AI Audio Accessibility Tools On Android Will Be Even Smarter Soon

Google has some new updates in the works for Live Transcribe, just in time for Global Accessibility Awareness Day, that should make the accessibility tool useful well the capabilities of the current iteration. Announced by the search giant this week and set to begin rolling out next month, that’s because it will transcribe more than just day to day speech.

On top of that, Google is also working to ensure that the tool can help users remember what's been recorded in transcriptions easier.

What will this update do?

The incoming changes can be split into two separate functions, with the first centered around the AI behind Live Transcribe and the other bringing existing Android usability features to bear.

Live Transcribe was only recently launched in a beta form back in February and does precisely what its title implies. It translates speech caught by the user's smartphone microphone into text for users who are hard of hearing or with related disabilities. It works in over 70 languages too and functions almost like a standard Android app so it can be brought out or closed down as needed.

The larger of the two changes will expand beyond speech to begin including other sounds in the user's immediate vicinity. Google explicitly provides the example of a barking dog in its promotional images for the feature. It also notes that, initially, that's going to include sounds such as clapping, laughter, music, applause, the sound of a speeding vehicle passing, or a knock at the door.

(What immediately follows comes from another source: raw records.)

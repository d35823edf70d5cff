//! Persistent priority queue of download jobs.
//!
//! [`JobQueue`] is a plain synchronous state machine with no internal locking;
//! the orchestrator wraps it in a mutex and writes a snapshot to durable
//! storage after every mutation.
//!
//! # Ordering
//!
//! Items are kept sorted by priority (descending) and then by enqueue time
//! (ascending). The sort is stable, so items enqueued within the same instant
//! keep their submission order.
//!
//! # Leases
//!
//! [`JobQueue::dequeue`] removes the front item and returns a [`Lease`]. Until
//! that lease is given back the queue refuses to dequeue again, which makes
//! "one job in flight" a property of the type rather than a convention.

mod events;
mod item;
mod snapshot;


pub use events::QueueEvent;
pub use item::{Lease, QueueItem, QueueItemStatus};
pub use snapshot::QueueSnapshot;

use chrono::Utc;
use std::collections::BTreeMap;
use tokio::sync::broadcast;

use crate::error::{JobFailure, QueueError};
use crate::job::Job;
use crate::types::{DownloadResult, JobId, Priority, QueueStats};

/// Capacity of the queue event channel
const EVENT_CHANNEL_CAPACITY: usize = 256;

/// Ordered, persistable collection of jobs
#[derive(Debug)]
pub struct JobQueue {
    items: Vec<QueueItem>,
    current: Option<QueueItem>,
    is_paused: bool,
    events: broadcast::Sender<QueueEvent>,
}

impl Default for JobQueue {
    fn default() -> Self {
        Self::new()
    }
}

impl JobQueue {
    /// Create an empty, unpaused queue
    pub fn new() -> Self {
        let (events, _rx) = broadcast::channel(EVENT_CHANNEL_CAPACITY);
        Self {
            items: Vec::new(),
            current: None,
            is_paused: false,
            events,
        }
    }

    /// Subscribe to queue events
    pub fn subscribe(&self) -> broadcast::Receiver<QueueEvent> {
        self.events.subscribe()
    }

    fn emit(&self, event: QueueEvent) {
        // No receivers is fine, the event is dropped
        self.events.send(event).ok();
    }

    fn emit_changed(&self) {
        self.emit(QueueEvent::Changed {
            len: self.items.len(),
        });
    }

    fn sort(&mut self) {
        self.items.sort_by(|a, b| {
            b.priority
                .cmp(&a.priority)
                .then_with(|| a.enqueued_at.cmp(&b.enqueued_at))
        });
    }

    fn insert(&mut self, job: Job, priority: Priority) -> JobId {
        let item = QueueItem::new(job, priority);
        let id = item.id.clone();
        // Ids are unique within the queue; a re-enqueue replaces the old entry
        self.items.retain(|existing| existing.id != id);
        self.items.push(item);
        id
    }

    /// Add a job at `priority`
    pub fn enqueue(&mut self, job: Job, priority: Priority) -> JobId {
        let id = self.insert(job, priority);
        self.sort();
        tracing::debug!(job_id = %id, priority, "Job enqueued");
        self.emit(QueueEvent::JobAdded {
            id: id.clone(),
            priority,
        });
        self.emit_changed();
        id
    }

    /// Add several jobs with a single re-sort and a single notification
    pub fn enqueue_batch(&mut self, jobs: impl IntoIterator<Item = (Job, Priority)>) -> Vec<JobId> {
        let ids: Vec<JobId> = jobs
            .into_iter()
            .map(|(job, priority)| self.insert(job, priority))
            .collect();
        self.sort();
        tracing::debug!(count = ids.len(), "Job batch enqueued");
        self.emit(QueueEvent::BatchAdded { ids: ids.clone() });
        self.emit_changed();
        ids
    }

    /// Hand out the front job.
    ///
    /// Returns `Ok(None)` when the queue is empty and
    /// [`QueueError::LeaseOutstanding`] while a previous lease is unreleased.
    pub fn dequeue(&mut self) -> Result<Option<Lease>, QueueError> {
        if let Some(current) = &self.current {
            return Err(QueueError::LeaseOutstanding(current.id.clone()));
        }
        if self.items.is_empty() {
            return Ok(None);
        }

        let mut item = self.items.remove(0);
        item.status = QueueItemStatus::Dequeued;
        let lease = Lease::new(&item);
        let id = item.id.clone();
        self.current = Some(item);

        self.emit(QueueEvent::JobDequeued { id });
        self.emit_changed();
        Ok(Some(lease))
    }

    fn take_current(&mut self, lease: &Lease) -> Result<QueueItem, QueueError> {
        match &self.current {
            Some(current) if &current.id == lease.id() => {}
            other => {
                return Err(QueueError::LeaseMismatch {
                    lease: lease.id().clone(),
                    current: other.as_ref().map(|item| item.id.clone()),
                });
            }
        }
        self.current.take().ok_or_else(|| QueueError::LeaseMismatch {
            lease: lease.id().clone(),
            current: None,
        })
    }

    /// Release the current job as completed
    pub fn complete_current(
        &mut self,
        lease: Lease,
        result: DownloadResult,
    ) -> Result<QueueItem, QueueError> {
        let mut item = self.take_current(&lease)?;
        item.status = QueueItemStatus::Completed;
        item.finished_at = Some(Utc::now());
        item.result = Some(result);

        self.emit(QueueEvent::JobCompleted {
            id: item.id.clone(),
        });
        self.emit_changed();
        Ok(item)
    }

    /// Release the current job as failed
    pub fn fail_current(
        &mut self,
        lease: Lease,
        error: JobFailure,
    ) -> Result<QueueItem, QueueError> {
        let mut item = self.take_current(&lease)?;
        item.status = QueueItemStatus::Failed;
        item.finished_at = Some(Utc::now());
        let message = error.message.clone();
        item.error = Some(error);

        self.emit(QueueEvent::JobFailed {
            id: item.id.clone(),
            error: message,
        });
        self.emit_changed();
        Ok(item)
    }

    /// Release the current job without an outcome (cancelled in flight)
    pub fn release_current(&mut self, lease: Lease) -> Result<QueueItem, QueueError> {
        let item = self.take_current(&lease)?;
        self.emit(QueueEvent::JobReleased {
            id: item.id.clone(),
        });
        self.emit_changed();
        Ok(item)
    }

    /// Take the current item without a lease.
    ///
    /// Only meaningful right after [`JobQueue::restore`], when the snapshot
    /// names a job that was in flight when the previous process died and no
    /// lease for it exists anymore.
    pub fn take_orphaned_current(&mut self) -> Option<QueueItem> {
        let item = self.current.take()?;
        self.emit_changed();
        Some(item)
    }

    /// Remove a queued job by id
    pub fn remove(&mut self, id: &JobId) -> Option<Job> {
        let index = self.items.iter().position(|item| &item.id == id)?;
        let item = self.items.remove(index);
        self.emit(QueueEvent::JobRemoved { id: id.clone() });
        self.emit_changed();
        Some(item.job)
    }

    /// Remove several queued jobs; unknown ids are skipped
    pub fn remove_batch(&mut self, ids: &[JobId]) -> Vec<Job> {
        let mut removed = Vec::new();
        let mut kept = Vec::with_capacity(self.items.len());
        for item in self.items.drain(..) {
            if ids.contains(&item.id) {
                removed.push(item);
            } else {
                kept.push(item);
            }
        }
        self.items = kept;

        self.emit(QueueEvent::BatchRemoved {
            ids: removed.iter().map(|item| item.id.clone()).collect(),
        });
        self.emit_changed();
        removed.into_iter().map(|item| item.job).collect()
    }

    /// Change a queued job's priority and re-sort
    pub fn reorder(&mut self, id: &JobId, priority: Priority) -> Result<(), QueueError> {
        let item = self
            .items
            .iter_mut()
            .find(|item| &item.id == id)
            .ok_or_else(|| QueueError::NotFound(id.clone()))?;
        item.set_priority(priority);
        self.sort();

        self.emit(QueueEvent::Reordered {
            id: id.clone(),
            priority,
        });
        self.emit_changed();
        Ok(())
    }

    /// Move a queued job to an absolute position.
    ///
    /// The moved item takes over the sort key (priority and timestamp) of the
    /// item it lands in front of, or of the item it lands behind when moved to
    /// the end, so later re-sorts keep it where it was put.
    pub fn move_to_position(&mut self, id: &JobId, index: usize) -> Result<(), QueueError> {
        let from = self
            .items
            .iter()
            .position(|item| &item.id == id)
            .ok_or_else(|| QueueError::NotFound(id.clone()))?;
        if index >= self.items.len() {
            return Err(QueueError::PositionOutOfRange {
                index,
                len: self.items.len(),
            });
        }

        let mut item = self.items.remove(from);
        let neighbour = self.items.get(index).or_else(|| {
            index
                .checked_sub(1)
                .and_then(|previous| self.items.get(previous))
        });
        if let Some(neighbour) = neighbour {
            let (priority, enqueued_at) = (neighbour.priority, neighbour.enqueued_at);
            item.set_priority(priority);
            item.enqueued_at = enqueued_at;
        }
        self.items.insert(index, item);

        self.emit(QueueEvent::Moved {
            id: id.clone(),
            index,
        });
        self.emit_changed();
        Ok(())
    }

    /// Set the pause flag. Does not touch the current job.
    pub fn pause(&mut self) {
        if self.is_paused {
            return;
        }
        self.is_paused = true;
        self.emit(QueueEvent::Paused);
        self.emit_changed();
    }

    /// Clear the pause flag
    pub fn resume(&mut self) {
        if !self.is_paused {
            return;
        }
        self.is_paused = false;
        self.emit(QueueEvent::Resumed);
        self.emit_changed();
    }

    /// Drop every item, the current job and the pause flag
    pub fn clear(&mut self) {
        self.items.clear();
        self.current = None;
        self.is_paused = false;
        self.emit(QueueEvent::Cleared);
        self.emit_changed();
    }

    /// Capture the full state
    pub fn serialize(&self) -> QueueSnapshot {
        QueueSnapshot {
            queue: self.items.clone(),
            current_job: self.current.clone(),
            is_paused: self.is_paused,
        }
    }

    /// Replace the state with a snapshot
    pub fn restore(&mut self, snapshot: QueueSnapshot) {
        self.items = snapshot.queue;
        self.current = snapshot.current_job;
        self.is_paused = snapshot.is_paused;
        self.sort();

        self.emit(QueueEvent::Restored {
            count: self.items.len(),
        });
        self.emit_changed();
    }

    /// Replace the state with a JSON snapshot; unreadable input yields an empty queue
    pub fn deserialize(&mut self, json: &str) {
        self.restore(QueueSnapshot::from_json_lossy(json));
    }

    /// Counts per priority and flags
    pub fn stats(&self) -> QueueStats {
        let mut by_priority = BTreeMap::new();
        for item in &self.items {
            *by_priority.entry(item.priority).or_insert(0) += 1;
        }
        QueueStats {
            total: self.items.len(),
            by_priority,
            is_paused: self.is_paused,
            has_current_job: self.current.is_some(),
        }
    }

    /// Queued items in dequeue order
    pub fn items(&self) -> &[QueueItem] {
        &self.items
    }

    /// Item currently leased out
    pub fn current(&self) -> Option<&QueueItem> {
        self.current.as_ref()
    }

    /// Number of queued items (excluding the current job)
    pub fn len(&self) -> usize {
        self.items.len()
    }

    /// Whether nothing is queued
    pub fn is_empty(&self) -> bool {
        self.items.is_empty()
    }

    /// Whether a job with this id is queued
    pub fn contains(&self, id: &JobId) -> bool {
        self.items.iter().any(|item| &item.id == id)
    }

    /// Pause flag
    pub fn is_paused(&self) -> bool {
        self.is_paused
    }

    /// Priority of the front item
    pub fn highest_priority(&self) -> Option<Priority> {
        self.items.first().map(|item| item.priority)
    }
}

Each of those sounds will be shown and integrated distinctly and cleanly into the ongoing transcriptions being drawn out by artificial intelligence in the app.

Conversely, Google is also incorporating the ability to copy and paste text directly from the Live Transcribe app. That takes Live Transcribe slightly further than its original intended purpose but should be helpful for users who need to take notes on a conversation or speech for whatever reason.

Here's why this matters

The first of the two features is undoubtedly going to be more impactful for the users that Live Transcribe is intended to serve first. Copying content means that the tool will be able to function as a kind of speech to text automated recording mechanism for any number of professions or in scenarios where remembering exact phrasing or wording is important.

The ability to hear other noises will arguably be a beneficial feature in terms of safety because it will serve to enhance situational awareness. For instance, a user may not actually hear an approaching dog, car, or other potentially dangerous object or animal while engaging in a conversation. With Live Transcribe providing those cues directly on the same screen users are already looking at, that is no longer such a big issue.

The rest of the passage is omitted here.